En d'autres termes, Khalfoun montre que les blessures psychiques sont beaucoup plus mortelles que les physiques. En plus de Psychose, on peut voir un parallèle avec le récent Shame de Steve McQueen. Chacun a une passion dévorante (le sexe pour l'un, le meurtre pour l'autre), une certaine vision de la femme (du sexe pour l'un, du bétail pour l'autre), mais aussi un amour qui n'arrivera jamais au bout (la collègue pour Michael Fassbender, Nora Arnezeder pour Wood). De plus, les deux personnages ont énormément de frustration et ils ont une figure paternelle gênante (la soeur suicidaire pour l'accro au sexe, la mère nymphomane pour le hobbit). Même au niveau de l'ambiance, les deux films se rejoignent, évoluant dans un univers craddingue au possible et pas des plus flatteurs. (fin des spoilers) En sachant que l'équipe n'a pas tourné sur les mêmes lieux que l'original, les quartiers glauques de New York ayant été... "nettoyés"! Los Angeles est le terrain de jeu de cette version 2012. Khalfoun a la bonne idée de nous faire suivre les itinéraires de Frank dans les moindres recoins et notamment ses techniques de filature. Wood n'ayant pas le physique de barroudeur, il apparaît comme passe-partout et ce sera grâce à cela qu'il aura son rendez-vous avec la fille rousse. Au niveau des meurtres, on en a pour notre argent et l'interdiction aux moins de 16 ans n'est pas usurpée.

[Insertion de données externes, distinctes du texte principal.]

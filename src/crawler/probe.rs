use std::time::Duration;

use anyhow::{Result, Context};
use reqwest::Client;
use serde::{Serialize, Deserialize};
use tracing::{debug, warn};

use crate::cli::config::ScrapeSettings;
use crate::crawler::robots::{self, RobotsError, RobotsPolicy};

/// Liveness of the target domain at scrape time
#[derive(Debug, Clone, PartialEq, Serialize, Deserialize)]
pub struct DomainStatus {
    pub reachable: bool,

    #[serde(default, skip_serializing_if = "Option::is_none")]
    pub status_code: Option<u16>,

    #[serde(default, skip_serializing_if = "Option::is_none")]
    pub error: Option<String>,
}

/// Plain HTTP checks that run before any browser work
#[derive(Clone)]
pub struct SiteProbe {
    client: Client,
}

impl SiteProbe {
    pub fn new(settings: &ScrapeSettings) -> Result<Self> {
        let client = Client::builder()
            .user_agent(settings.user_agent.clone())
            .timeout(Duration::from_secs(settings.request_timeout))
            .build()
            .context("Failed to create HTTP client")?;

        Ok(Self { client })
    }

    /// Fetch the robots policy for the URL's origin
    pub async fn robots(&self, url: &str) -> Result<RobotsPolicy, RobotsError> {
        robots::fetch_policy(&self.client, url).await
    }

    /// Probe whether the URL answers at all
    pub async fn domain_status(&self, url: &str) -> DomainStatus {
        match self.client.get(url).send().await {
            Ok(response) => {
                let status = response.status();
                debug!("Domain probe for {} returned {}", url, status);
                DomainStatus {
                    reachable: !status.is_server_error(),
                    status_code: Some(status.as_u16()),
                    error: None,
                }
            }
            Err(e) => {
                warn!("Domain probe for {} failed: {}", url, e);
                DomainStatus {
                    reachable: false,
                    status_code: None,
                    error: Some(e.to_string()),
                }
            }
        }
    }
}
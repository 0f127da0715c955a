use anyhow::{Result, Context};
use async_trait::async_trait;
use chrono::{DateTime, Utc};
use serde::{Serialize, Deserialize};
use serde_json::Value;
use sqlx::{Pool, Postgres, postgres::PgPoolOptions};
use sqlx::types::Json;
use std::collections::{BTreeMap, HashMap};
use std::sync::Arc;
use tokio::sync::Mutex;
use tracing::debug;
use uuid::Uuid;

use crate::cli::config::StorageSettings;

/// One recorded result
#[derive(Debug, Clone, PartialEq, Serialize, Deserialize)]
pub struct HistoryEntry {
    pub timestamp: DateTime<Utc>,
    pub result: Value,
}

impl HistoryEntry {
    pub fn now(result: Value) -> Self {
        Self { timestamp: Utc::now(), result }
    }
}

/// A recurring scrape of one URL plus its tracked keywords
#[derive(Debug, Clone, PartialEq, Serialize, Deserialize)]
pub struct Schedule {
    pub id: Uuid,
    pub owner_id: String,
    pub url: String,

    /// `daily`, `weekly`, `bi-weekly` or `monthly`; parsed when the schedule runs
    pub frequency: String,
    pub next_run_at: DateTime<Utc>,

    #[serde(default)]
    pub keywords: Vec<String>,

    #[serde(default)]
    pub history: Vec<HistoryEntry>,

    #[serde(default)]
    pub keyword_history: BTreeMap<String, Vec<HistoryEntry>>,

    pub created_at: DateTime<Utc>,
}

/// Fields supplied when creating a schedule
#[derive(Debug, Clone)]
pub struct NewSchedule {
    pub owner_id: String,
    pub url: String,
    pub frequency: String,
    pub keywords: Vec<String>,

    /// First run; now when absent
    pub next_run_at: Option<DateTime<Utc>>,
}

impl Schedule {
    fn from_new(new: NewSchedule) -> Self {
        let now = Utc::now();
        Self {
            id: Uuid::new_v4(),
            owner_id: new.owner_id,
            url: new.url,
            frequency: new.frequency,
            next_run_at: new.next_run_at.unwrap_or(now),
            keywords: new.keywords,
            history: Vec::new(),
            keyword_history: BTreeMap::new(),
            created_at: now,
        }
    }
}

/// Persistent schedule records
#[async_trait]
pub trait ScheduleStore: Send + Sync {
    /// Schedules whose `next_run_at` is at or before `now`
    async fn due_schedules(&self, now: DateTime<Utc>) -> Result<Vec<Schedule>>;

    async fn create(&self, schedule: NewSchedule) -> Result<Schedule>;

    async fn update_next_run(&self, id: Uuid, next_run_at: DateTime<Utc>) -> Result<()>;

    /// Push onto the schedule's result history
    async fn append_history(&self, id: Uuid, entry: HistoryEntry) -> Result<()>;

    /// Push onto one keyword's history
    async fn append_keyword_history(&self, id: Uuid, keyword: &str, entry: HistoryEntry) -> Result<()>;
}

/// Build the store named by the storage settings
pub async fn create_store(settings: &StorageSettings) -> Result<Arc<dyn ScheduleStore>> {
    match settings.backend.as_str() {
        "postgresql" => {
            let store = PostgresScheduleStore::new(settings).await?;
            Ok(Arc::new(store))
        },
        "memory" => Ok(Arc::new(MemoryScheduleStore::new())),
        _ => {
            anyhow::bail!("Unsupported schedule storage backend: {}", settings.backend);
        }
    }
}

/// PostgreSQL implementation of ScheduleStore
pub struct PostgresScheduleStore {
    /// PostgreSQL connection pool
    pool: Pool<Postgres>,

    /// Schema name
    schema: String,
}

#[derive(sqlx::FromRow)]
struct ScheduleRow {
    id: Uuid,
    owner_id: String,
    url: String,
    frequency: String,
    next_run_at: DateTime<Utc>,
    keywords: Json<Vec<String>>,
    history: Json<Vec<HistoryEntry>>,
    keyword_history: Json<BTreeMap<String, Vec<HistoryEntry>>>,
    created_at: DateTime<Utc>,
}

impl From<ScheduleRow> for Schedule {
    fn from(row: ScheduleRow) -> Self {
        Self {
            id: row.id,
            owner_id: row.owner_id,
            url: row.url,
            frequency: row.frequency,
            next_run_at: row.next_run_at,
            keywords: row.keywords.0,
            history: row.history.0,
            keyword_history: row.keyword_history.0,
            created_at: row.created_at,
        }
    }
}

const COLUMNS: &str = "id, owner_id, url, frequency, next_run_at, keywords, history, keyword_history, created_at";

impl PostgresScheduleStore {
    /// Connect and make sure the schema and table exist
    pub async fn new(settings: &StorageSettings) -> Result<Self> {
        let pool = PgPoolOptions::new()
            .max_connections(5)
            .connect(&settings.connection_string)
            .await
            .context(format!("Failed to connect to PostgreSQL: {}", settings.connection_string))?;

        let store = Self {
            pool,
            schema: settings.schema_name.clone(),
        };

        store.ensure_schema().await?;

        debug!("Connected to PostgreSQL database");

        Ok(store)
    }

    /// Ensure the schema and schedules table exist
    async fn ensure_schema(&self) -> Result<()> {
        let query = format!("CREATE SCHEMA IF NOT EXISTS {}", self.schema);

        sqlx::query(&query)
            .execute(&self.pool)
            .await
            .context(format!("Failed to create schema: {}", self.schema))?;

        let query = format!(
            "CREATE TABLE IF NOT EXISTS {}.schedules (
                id UUID PRIMARY KEY,
                owner_id TEXT NOT NULL,
                url TEXT NOT NULL,
                frequency TEXT NOT NULL,
                next_run_at TIMESTAMPTZ NOT NULL,
                keywords JSONB NOT NULL DEFAULT '[]',
                history JSONB NOT NULL DEFAULT '[]',
                keyword_history JSONB NOT NULL DEFAULT '{{}}',
                created_at TIMESTAMPTZ NOT NULL DEFAULT NOW()
            )",
            self.schema
        );

        sqlx::query(&query)
            .execute(&self.pool)
            .await
            .context("Failed to create schedules table")?;

        debug!("Ensured schedules table exists in schema: {}", self.schema);

        Ok(())
    }

    fn table(&self) -> String {
        format!("{}.schedules", self.schema)
    }
}

#[async_trait]
impl ScheduleStore for PostgresScheduleStore {
    async fn due_schedules(&self, now: DateTime<Utc>) -> Result<Vec<Schedule>> {
        let query = format!(
            "SELECT {} FROM {} WHERE next_run_at <= $1 ORDER BY next_run_at",
            COLUMNS, self.table()
        );

        let rows: Vec<ScheduleRow> = sqlx::query_as(&query)
            .bind(now)
            .fetch_all(&self.pool)
            .await
            .context("Failed to query due schedules")?;

        Ok(rows.into_iter().map(Schedule::from).collect())
    }

    async fn create(&self, schedule: NewSchedule) -> Result<Schedule> {
        let schedule = Schedule::from_new(schedule);

        let query = format!(
            "INSERT INTO {} ({}) VALUES ($1, $2, $3, $4, $5, $6, $7, $8, $9)",
            self.table(), COLUMNS
        );

        sqlx::query(&query)
            .bind(schedule.id)
            .bind(&schedule.owner_id)
            .bind(&schedule.url)
            .bind(&schedule.frequency)
            .bind(schedule.next_run_at)
            .bind(Json(&schedule.keywords))
            .bind(Json(&schedule.history))
            .bind(Json(&schedule.keyword_history))
            .bind(schedule.created_at)
            .execute(&self.pool)
            .await
            .context("Failed to insert schedule")?;

        debug!("Created schedule {} for {}", schedule.id, schedule.url);

        Ok(schedule)
    }

    async fn update_next_run(&self, id: Uuid, next_run_at: DateTime<Utc>) -> Result<()> {
        let query = format!("UPDATE {} SET next_run_at = $2 WHERE id = $1", self.table());

        let result = sqlx::query(&query)
            .bind(id)
            .bind(next_run_at)
            .execute(&self.pool)
            .await
            .context("Failed to update next run")?;

        ensure_found(result.rows_affected(), id)
    }

    async fn append_history(&self, id: Uuid, entry: HistoryEntry) -> Result<()> {
        let query = format!(
            "UPDATE {} SET history = history || jsonb_build_array($2::jsonb) WHERE id = $1",
            self.table()
        );

        let result = sqlx::query(&query)
            .bind(id)
            .bind(Json(&entry))
            .execute(&self.pool)
            .await
            .context("Failed to append schedule history")?;

        ensure_found(result.rows_affected(), id)
    }

    async fn append_keyword_history(&self, id: Uuid, keyword: &str, entry: HistoryEntry) -> Result<()> {
        let query = format!(
            "UPDATE {} SET keyword_history = jsonb_set(
                keyword_history,
                ARRAY[$2::text],
                COALESCE(keyword_history -> $2::text, '[]'::jsonb) || jsonb_build_array($3::jsonb),
                true
            ) WHERE id = $1",
            self.table()
        );

        let result = sqlx::query(&query)
            .bind(id)
            .bind(keyword)
            .bind(Json(&entry))
            .execute(&self.pool)
            .await
            .context("Failed to append keyword history")?;

        ensure_found(result.rows_affected(), id)
    }
}

/// An UPDATE that matched no row means the schedule is gone
fn ensure_found(rows_affected: u64, id: Uuid) -> Result<()> {
    if rows_affected == 0 {
        anyhow::bail!("Schedule not found: {}", id);
    }
    Ok(())
}

/// In-process schedule store
#[derive(Default)]
pub struct MemoryScheduleStore {
    schedules: Mutex<HashMap<Uuid, Schedule>>,
}

impl MemoryScheduleStore {
    pub fn new() -> Self {
        Self::default()
    }

    #[cfg(test)]
    pub async fn get(&self, id: Uuid) -> Option<Schedule> {
        self.schedules.lock().await.get(&id).cloned()
    }

    async fn update(&self, id: Uuid, apply: impl FnOnce(&mut Schedule)) -> Result<()> {
        let mut schedules = self.schedules.lock().await;
        let schedule = schedules.get_mut(&id).context(format!("Schedule not found: {}", id))?;
        apply(schedule);
        Ok(())
    }
}

#[async_trait]
impl ScheduleStore for MemoryScheduleStore {
    async fn due_schedules(&self, now: DateTime<Utc>) -> Result<Vec<Schedule>> {
        let schedules = self.schedules.lock().await;
        let mut due: Vec<Schedule> = schedules.values()
            .filter(|s| s.next_run_at <= now)
            .cloned()
            .collect();
        due.sort_by_key(|s| s.next_run_at);
        Ok(due)
    }

    async fn create(&self, schedule: NewSchedule) -> Result<Schedule> {
        let schedule = Schedule::from_new(schedule);
        self.schedules.lock().await.insert(schedule.id, schedule.clone());
        Ok(schedule)
    }

    async fn update_next_run(&self, id: Uuid, next_run_at: DateTime<Utc>) -> Result<()> {
        self.update(id, |s| s.next_run_at = next_run_at).await
    }

    async fn append_history(&self, id: Uuid, entry: HistoryEntry) -> Result<()> {
        self.update(id, |s| s.history.push(entry)).await
    }

    async fn append_keyword_history(&self, id: Uuid, keyword: &str, entry: HistoryEntry) -> Result<()> {
        self.update(id, |s| {
            s.keyword_history.entry(keyword.to_string()).or_default().push(entry)
        }).await
    }
}
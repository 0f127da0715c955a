pub mod controller;
pub mod orchestrator;
pub mod poller;
pub mod probe;
pub mod result;
pub mod robots;
pub mod scheduler;
pub mod task;
pub mod worker;
pub mod logging;
pub mod metrics;

// Re-export common functions
pub use logging::{init_logging, default_log_file};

Je ne sais pas si le film de Khalfoun est aussi dégueulasse que celui de Lustig (ce qui devrait tourner à l'avantage de l'original, interdit aux moins de 18 à sa sortie et encore maintenant je crois), mais la version 2012 est bien chargée. En même pas dix minutes, on a droit à un meurtre et pas des plus sobres (un bon coup de couteau en dessous du menton et un beau scalp devant notre tronche!). Compte tenu de la durée (1h29 malheureusement), les meurtres s'enchaînent assez rapidement. (attention spoilers) Pour ce qui est de la brutalité, on n'y échappe, le pire étant le meurtre de l'agent (le plus dégueulasse et sadique) ou celui dans l'appartement de la belle Nora. Ce dernier était un apothéose car d'une rapidité d'action sans vergogne et laissant pas de minute de répit. De plus, quand Frank se fait frapper, la caméra bascule en même temps mais sans jamais que ce ne soit illisible (même chose que l'ami se fait basculer sur le lit de la jeune femme rousse). (fin des spoilers) En sachant que la réalisation ne comporte pas que de la vue subjective, magnifiant certains tableaux souvenirs ou moments de violence (scène du parking). Pour ce qui est de Wood, on ne peut parler de performance même si on peut le voir. Néanmoins, il a une présence indéniable et réussi à faire oublier qu'il est Frodon (chose qu'il voulait déjà démontrer dans Sin City). Pour le reste, on notera que la très jolie Nora est bien meilleure dans l'horreur que dans la comédie grand public (n'est-ce pas Christophe Barratier?).
Un remake pour le moins original, servi par une immersion impressionante et d'une violence rare dans le cinéma d'horreur hexagonal.